Still Alice
Starring Julianne Moore, Alec Baldwin
Directed by Richard Glatzer, Wash Westmoreland
In the hands of a less capable lead actress, Still Alice would amount to a glossy Lifetime movie of the week. Thankfully, Julianne Moore is positively spellbinding in the Oscar-worthy role of a linguistics professor struggling with a shocking diagnosis.
After she forgets a word while giving a university lecture and gets temporarily lost during a routine campus jog, Dr. Alice Howland (Moore) receives devastating news that she is suffering from early-onset Alzheimer's. To make matters worse, the rare condition could potentially be passed on to her three children (Hunter Parrish, Kate Bosworth and Kristen Stewart).
As Alice’s downward spiral begins, her family bonds are tested especially when it comes to her husband John (Baldwin), who seems more interested in furthering his own career than with providing long-term care for his ailing wife. Moore is simply sensational in the role and she needs to be in order to elevate the sometimes hackneyed script and weepy, overbearing musical score.

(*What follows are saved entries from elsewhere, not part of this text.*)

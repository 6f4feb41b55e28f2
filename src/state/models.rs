use std::collections::BTreeMap;

use serde::{Deserialize, Serialize};
use sha2::{Digest, Sha256};

use crate::validation::DatabaseUser;

pub const STATE_VERSION: u32 = 1;

/// Everything recorded across resources, keyed by resource address.
#[derive(Debug, Clone, Serialize, Deserialize)]
pub struct StateFile {
    pub version: u32,
    #[serde(default)]
    pub resources: BTreeMap<String, ResourceState>,
}

impl Default for StateFile {
    fn default() -> Self {
        Self {
            version: STATE_VERSION,
            resources: BTreeMap::new(),
        }
    }
}

/// Credentials last applied to one deployment. Secrets are stored only as fingerprints.
#[derive(Debug, Clone, Default, PartialEq, Eq, Serialize, Deserialize)]
pub struct ResourceState {
    #[serde(default)]
    pub instance_id: String,
    #[serde(default)]
    pub users: Vec<UserRecord>,
    #[serde(default)]
    pub admin_password: Option<String>,
    #[serde(default)]
    pub updated_at: String,
}

impl ResourceState {
    pub fn user(&self, user_type: &str, name: &str) -> Option<&UserRecord> {
        self.users
            .iter()
            .find(|u| u.user_type == user_type && u.name == name)
    }
}

#[derive(Debug, Clone, PartialEq, Eq, Serialize, Deserialize)]
pub struct UserRecord {
    pub name: String,
    pub user_type: String,
    pub fingerprint: String,
}

impl UserRecord {
    pub fn from_user(user: &DatabaseUser) -> Self {
        Self {
            name: user.username.clone(),
            user_type: user.user_type.as_str().to_string(),
            fingerprint: user_fingerprint(user),
        }
    }
}

/// Hex SHA-256 of the parts, NUL separated.
pub fn fingerprint(parts: &[&str]) -> String {
    let mut hasher = Sha256::new();
    for (i, part) in parts.iter().enumerate() {
        if i > 0 {
            hasher.update([0u8]);
        }
        hasher.update(part.as_bytes());
    }
    hex::encode(hasher.finalize())
}

fn user_fingerprint(user: &DatabaseUser) -> String {
    fingerprint(&[
        user.user_type.as_str(),
        user.username.as_str(),
        user.password.as_str(),
        user.role.as_deref().unwrap_or(""),
    ])
}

The slow decay and creeping intellectual demise of her character is so palpable it’s easy to forgive the film’s slight missteps. There is nothing particularly unique or stylized about what directors Richard Glatzer and Wash Westmoreland bring to the movie but the acting speaks for itself with a surprisingly poignant performance from Stewart.
Still Alice is a difficult journey, mired in loss and utter heartbreak, yet it manages to keep a tiny flame of optimism flickering and helps bring some dignity to the culture surrounding an often misunderstood and terrible disease.